WORK REQUIRED :: Go through the entries below and collect each line with the string "strict" in it.

Stored data entries:
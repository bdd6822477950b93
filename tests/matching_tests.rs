//! End-to-end matching behavior through the public API
//!
//! Pools are built the way a caller would after header normalization: mixed
//! raw and master frames, numbers stored as text or numbers, gaps in fields.

use calib_solver::parsing::json::parse_pool_json;
use calib_solver::{
    find_all, find_bias, find_dark, find_flat, CalibrationKind, CalibrationPool, FrameMetadata,
    MatchingConfig, MatchingEngine,
};

fn light() -> FrameMetadata {
    FrameMetadata::new()
        .with("camera", "X")
        .with("exposureseconds", 90.0)
        .with("gain", 100)
        .with("offset", 10)
        .with("settemp", -10.0)
        .with("filter", "Ha")
        .with("date", "2024-01-15")
}

fn frame(kind: &str) -> FrameMetadata {
    FrameMetadata::new()
        .with("type", kind)
        .with("camera", "X")
        .with("gain", 100)
        .with("offset", 10)
}

fn dark(exposure: f64) -> FrameMetadata {
    frame("DARK")
        .with("exposureseconds", exposure)
        .with("settemp", -10.0)
}

fn flat(filter: &str, date: &str) -> FrameMetadata {
    frame("MASTER FLAT").with("filter", filter).with("date", date)
}

fn with_tolerance(days: u32) -> MatchingConfig {
    MatchingConfig {
        date_tolerance_days: Some(days),
        ..MatchingConfig::default()
    }
}

#[test]
fn test_dark_shortest_long_enough() {
    let pool = CalibrationPool::new()
        .with("dark_60.fits", dark(60.0))
        .with("dark_120.fits", dark(120.0));

    let light = FrameMetadata::new()
        .with("camera", "X")
        .with("exposureseconds", 90)
        .with("gain", 100);

    assert_eq!(
        find_dark(&light, &pool, &MatchingConfig::default()),
        Some("dark_120.fits")
    );
}

#[test]
fn test_dark_none_long_enough() {
    let pool = CalibrationPool::new()
        .with("dark_60.fits", dark(60.0))
        .with("dark_120.fits", dark(120.0));

    let light = FrameMetadata::new()
        .with("camera", "X")
        .with("exposureseconds", 300);

    assert_eq!(find_dark(&light, &pool, &MatchingConfig::default()), None);
}

#[test]
fn test_dark_never_shorter_than_light() {
    let exposures = [30.0, 60.0, 89.999, 90.0, 180.0, 600.0];
    let pool = exposures
        .iter()
        .enumerate()
        .fold(CalibrationPool::new(), |pool, (i, &e)| {
            pool.with(format!("dark_{i}.fits"), dark(e))
        });

    for light_exposure in [1.0, 45.0, 90.0, 90.5, 200.0, 600.0] {
        let light = light().with("exposureseconds", light_exposure);
        let Some(id) = find_dark(&light, &pool, &MatchingConfig::default()) else {
            continue;
        };
        let chosen = pool.get(id).unwrap().get_f64("exposureseconds").unwrap();
        assert!(chosen >= light_exposure, "{id} shorter than {light_exposure}");
    }
}

#[test]
fn test_dark_exact_preferred_over_longer() {
    // Exact match is listed last and is on the edge of the temperature window
    let pool = CalibrationPool::new()
        .with("dark_100.fits", dark(100.0))
        .with("dark_90.fits", dark(90.0).with("settemp", -5.0));

    assert_eq!(
        find_dark(&light(), &pool, &MatchingConfig::default()),
        Some("dark_90.fits")
    );
}

#[test]
fn test_dark_temperature_boundary_is_inclusive() {
    let pool = CalibrationPool::new()
        .with("too_warm.fits", dark(90.0).with("settemp", -4.9))
        .with("edge.fits", dark(120.0).with("settemp", -15.0));

    assert_eq!(
        find_dark(&light(), &pool, &MatchingConfig::default()),
        Some("edge.fits")
    );
}

#[test]
fn test_dark_temperature_unchecked_without_light_settemp() {
    // Far outside any tolerance, but the light records no set temperature
    let pool = CalibrationPool::new().with("dark_warm.fits", dark(90.0).with("settemp", 20.0));

    let light = FrameMetadata::new()
        .with("camera", "X")
        .with("exposureseconds", 90.0)
        .with("gain", 100)
        .with("offset", 10);
    let strict = MatchingConfig {
        temperature_tolerance: 0.0,
        ..MatchingConfig::default()
    };

    assert_eq!(find_dark(&light, &pool, &strict), Some("dark_warm.fits"));
    let cold_light = light.with("settemp", -10.0);
    assert_eq!(find_dark(&cold_light, &pool, &strict), None);
}

#[test]
fn test_gain_requirement_toggles() {
    let pool = CalibrationPool::new().with("dark_200.fits", dark(90.0).with("gain", 200));

    assert_eq!(find_dark(&light(), &pool, &MatchingConfig::default()), None);

    let relaxed = MatchingConfig {
        require_gain_match: false,
        ..MatchingConfig::default()
    };
    assert_eq!(find_dark(&light(), &pool, &relaxed), Some("dark_200.fits"));
}

#[test]
fn test_offset_requirement_toggles() {
    let pool = CalibrationPool::new().with("bias_off.fits", frame("BIAS").with("offset", 30));

    assert_eq!(find_bias(&light(), &pool, &MatchingConfig::default()), None);

    let relaxed = MatchingConfig {
        require_offset_match: false,
        ..MatchingConfig::default()
    };
    assert_eq!(find_bias(&light(), &pool, &relaxed), Some("bias_off.fits"));
}

#[test]
fn test_bias_first_in_pool_order() {
    let first = CalibrationPool::new()
        .with("bias_a.fits", frame("BIAS"))
        .with("bias_b.fits", frame("MASTER BIAS"));
    let reversed = CalibrationPool::new()
        .with("bias_b.fits", frame("MASTER BIAS"))
        .with("bias_a.fits", frame("BIAS"));

    let config = MatchingConfig::default();
    assert_eq!(find_bias(&light(), &first, &config), Some("bias_a.fits"));
    assert_eq!(find_bias(&light(), &reversed, &config), Some("bias_b.fits"));
}

#[test]
fn test_flat_closest_date_within_tolerance() {
    let pool = CalibrationPool::new()
        .with("flat_0101.fits", flat("Ha", "2024-01-01"))
        .with("flat_0114.fits", flat("Ha", "2024-01-14"));

    assert_eq!(
        find_flat(&light(), &pool, &with_tolerance(7)),
        Some("flat_0114.fits")
    );
}

#[test]
fn test_flat_outside_tolerance() {
    let pool = CalibrationPool::new().with("flat_0101.fits", flat("Ha", "2024-01-01"));
    assert_eq!(find_flat(&light(), &pool, &with_tolerance(5)), None);
}

#[test]
fn test_flat_tolerance_boundary_and_mixed_formats() {
    let pool = CalibrationPool::new()
        .with("flat_compact.fits", flat("Ha", "20240108"))
        .with("flat_oiii.fits", flat("OIII", "2024-01-15"));

    // Seven days exactly, compact date on the flat
    assert_eq!(
        find_flat(&light(), &pool, &with_tolerance(7)),
        Some("flat_compact.fits")
    );
    assert_eq!(find_flat(&light(), &pool, &with_tolerance(6)), None);
}

#[test]
fn test_flat_requires_filter() {
    let pool = CalibrationPool::new().with("flat_ha.fits", flat("Ha", "2024-01-15"));
    let no_filter = FrameMetadata::new().with("camera", "X");
    assert_eq!(find_flat(&no_filter, &pool, &MatchingConfig::default()), None);
}

#[test]
fn test_empty_pool_matches_nothing() {
    let pool = CalibrationPool::new();
    let result = find_all(&light(), &pool, &with_tolerance(30));
    assert_eq!(result.dark, None);
    assert_eq!(result.bias, None);
    assert_eq!(result.flat, None);
    assert_eq!(result.missing(), CalibrationKind::ALL.to_vec());
}

#[test]
fn test_find_all_equals_individual_matchers() {
    let pool = parse_pool_json(
        r#"{
            "bias_hi.fits": {"type": "BIAS", "camera": "X", "gain": 300},
            "master_bias.fits": {"type": "master bias", "camera": "X", "gain": "100"},
            "dark_120.fits": {"type": "DARK", "camera": "X", "exposureseconds": "120", "settemp": -10},
            "dark_90.fits": {"type": "MASTER DARK", "camera": "X", "exposureseconds": 90.0, "settemp": -12},
            "flat_ha.fits": {"type": "FLAT", "camera": "X", "filter": "Ha", "date": "2024-01-12T21:04:00"},
            "flat_ha_old.fits": {"type": "FLAT", "camera": "X", "filter": "Ha", "date": "2023-12-01"},
            "other_cam.fits": {"type": "DARK", "camera": "Y", "exposureseconds": 90}
        }"#,
    )
    .unwrap();

    for config in [
        MatchingConfig::default(),
        with_tolerance(5),
        MatchingConfig {
            prefer_exact_exposure: false,
            require_gain_match: false,
            ..MatchingConfig::default()
        },
    ] {
        let result = find_all(&light(), &pool, &config);
        assert_eq!(result.dark, find_dark(&light(), &pool, &config));
        assert_eq!(result.bias, find_bias(&light(), &pool, &config));
        assert_eq!(result.flat, find_flat(&light(), &pool, &config));
    }

    let engine = MatchingEngine::with_config(&pool, with_tolerance(5));
    let result = engine.find_all(&light());
    assert_eq!(result.dark, Some("dark_90.fits"));
    assert_eq!(result.bias, Some("master_bias.fits"));
    assert_eq!(result.flat, Some("flat_ha.fits"));
    assert!(result.is_complete());
}

#[test]
fn test_results_are_pool_keys() {
    let pool = CalibrationPool::new()
        .with("/data/cal/Dark 90s.fits", dark(90.0))
        .with("/data/cal/Bias.fits", frame("BIAS"))
        .with("/data/cal/Flat Ha.fits", flat("Ha", "2024-01-15"));

    let engine = MatchingEngine::new(&pool);
    let result = engine.find_all(&light());
    for kind in CalibrationKind::ALL {
        let id = result.get(kind).unwrap();
        assert!(pool.contains(id));
    }
}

WRITTEN ANSWER ::
    let strict = MatchingConfig {
    assert_eq!(find_dark(&light, &pool, &strict), Some("dark_warm.fits"));
    assert_eq!(find_dark(&cold_light, &pool, &strict), None);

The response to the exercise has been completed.